Not... “Afna,” he read, searching for the next word, Hurt... you... “Yadakea. Afna yadakea, I won’t hurt you.”
Neeva lowered his hands just a fraction, eyes wide and mouth trembling.
“Igana, afna yadakea,” Jack repeated, trying to inject his tone with a note of reassurance.
“Iganae?” Neeva asked, similar to the word for sorry. A suffix maybe? Jack flipped to the back of the dictionary, scanning the pages until he found what he was looking for. Subject and object suffixes, ‘A for I, Ae for you, O for he/she/it’. Neeva had just said ‘You sorry?’. Probably meaning ‘You are sorry?’ like he wanted Jack’s apology confirmed. What were the words for yes and no?
“Ida,” Jack replied, once he had found the word for yes. Neeva lowered his hands further, motioning for Jack to pass him the book. Jack slid it across the counter to him, not taking a step closer so he wouldn’t alarm the boy.
“Why... do this?” Neeva asked, after leafing through the pages for a moment.
Jack took it back. He looked for the word ‘scare’. Ecira, apparently. You scared me. “Ma eciracha ni.”
His rather sloppy attempt at grammer seemed to have met its mark.
“Igana, sorry,” Neeva murmured, flipping through more pages, “Amra egi ma?”
“What?” Jack asked, blinking.
Neeva sighed, then after a moment of searching, “Are... hungry? Are you hungry?”
“Ida,” Jack replied, because yes, he was hungry. Neeva nodded. He moved back to the counter, taking the long way around the table as if trying to keep as much distance between himself and Jack as possible. “Oh, wait it’s okay, I can get it myself-”
Neeva turned to stare at him, big eyes as round as dinner plates and Jack snapped his mouth shut. “Jack... Jackie,” the boy said, glancing at the book and flipping a page. He pointed at the table. “Sit.”
So, Jack sat. “What’s Ojina for sit?” he asked, watching the strange boy take an odd looking piece of fruit from a cabinet that Jack hadn’t gotten the chance to check.
“Ojina? Sit?”
“Ida.”
Neeva quickly sliced the fruit thing and set it on a plate, shaking a healthy amount of what looked like nuts beside the star-shaped pieces. He scurried over to the table and set it before Jack, scurrying away again just as hastily. “Rula. Sit.”
The strange boy sat across from him, hands folded in his lap. Not eating, just staring.
“What’s this?” Jack asked, and then remembered Neeva couldn’t understand. He pulled the dictionary over and opened it again. “Dae sata?” he repeated, pointing to the sliced fruit.

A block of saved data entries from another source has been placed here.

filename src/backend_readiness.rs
//! Readiness probing for the backend endpoint.
//!
//! Reachability is the only criterion: any HTTP response, whatever its status,
//! means the backend accepts connections.

use std::{fmt, future::Future, num::NonZeroU32, process::ExitStatus, time::Duration};

use serde::Serialize;
use thiserror::Error;

use crate::{default_poll_interval, default_probe_timeout, Result};

#[derive(Debug, Clone, Copy, PartialEq, Eq, Serialize)]
#[serde(rename_all = "lowercase")]
pub enum ReadinessState {
    Polling,
    Ready,
    Failed,
}

impl ReadinessState {
    pub fn as_str(self) -> &'static str {
        match self {
            Self::Polling => "polling",
            Self::Ready => "ready",
            Self::Failed => "failed",
        }
    }
}

impl fmt::Display for ReadinessState {
    fn fmt(&self, f: &mut fmt::Formatter<'_>) -> fmt::Result {
        f.write_str(self.as_str())
    }
}

#[derive(Debug, Clone, PartialEq, Eq)]
pub struct ReadinessPolicy {
    /// Backoff between failed probes.
    pub poll_interval: Duration,
    /// Upper bound for a single probe request.
    pub probe_timeout: Duration,
    /// `None` polls until success or shutdown.
    pub max_attempts: Option<NonZeroU32>,
}

impl Default for ReadinessPolicy {
    fn default() -> Self {
        Self {
            poll_interval: default_poll_interval(),
            probe_timeout: default_probe_timeout(),
            max_attempts: None,
        }
    }
}

#[derive(Debug, Clone, PartialEq, Eq, Error)]
pub enum ProbeFailure {
    #[error("backend unreachable: {0}")]
    Unreachable(String),
    #[error("probe timed out")]
    Timeout,
    #[error("probe failed: {0}")]
    Other(String),
}

impl ProbeFailure {
    fn from_request_error(error: &reqwest::Error) -> Self {
        if error.is_timeout() {
            Self::Timeout
        } else if error.is_connect() {
            Self::Unreachable(error.to_string())
        } else {
            Self::Other(error.to_string())
        }
    }
}

/// Terminal result of one readiness gate run.
#[derive(Debug, Clone, Copy, PartialEq, Eq)]
pub enum GateOutcome {
    Ready { attempts: u32 },
    Cancelled { attempts: u32 },
    BackendExited { status: ExitStatus },
    AttemptsExhausted { attempts: u32 },
}

impl GateOutcome {
    pub fn is_ready(&self) -> bool {
        matches!(self, Self::Ready { .. })
    }
}

pub type ProbeResult = std::result::Result<(), ProbeFailure>;

pub trait ReadinessProbe {
    fn probe(&self, url: &str) -> impl Future<Output = ProbeResult> + Send;
}

/// HTTP GET probe; proxies are bypassed since the target is always local.
#[derive(Debug, Clone)]
pub struct HttpProbe {
    client: reqwest::Client,
}

impl HttpProbe {
    pub fn new(timeout: Duration) -> Result<Self> {
        let client = reqwest::Client::builder()
            .timeout(timeout)
            .connect_timeout(timeout)
            .no_proxy()
            .build()?;
        Ok(Self { client })
    }
}

impl ReadinessProbe for HttpProbe {
    fn probe(&self, url: &str) -> impl Future<Output = ProbeResult> + Send {
        let request = self.client.get(url);
        async move {
            match request.send().await {
                Ok(response) => {
                    tracing::debug!(
                        target: "startup",
                        status = %response.status(),
                        "backend answered readiness probe"
                    );
                    Ok(())
                }
                Err(error) => Err(ProbeFailure::from_request_error(&error)),
            }
        }
    }
}
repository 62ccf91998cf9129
fn main() {
    #[cfg(feature = "desktop")]
    tauri_build::build();
}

“Carambola,” Neeva replied, drawing the shape of a star in the air with his finger.
They sat like that, Jack pointing to random objects as he ate and Neeva telling him the words for them in Ojina, then repeating the name for them in his own language so Neeva could learn as well. They sat until all of the food on Jack’s plate was gone, his stomach pleasantly full and mood much less black. The boy wasn’t so bad, or he didn’t appear to be. He was very calm and pleasant, not as nervous as he had seemed when he brought the two soldiers to the temple. Jack was still reserving judgment, but his opinion of Neeva was significantly higher. Not that Jack could be swayed so easily, but the unfamiliar fruit was delicious.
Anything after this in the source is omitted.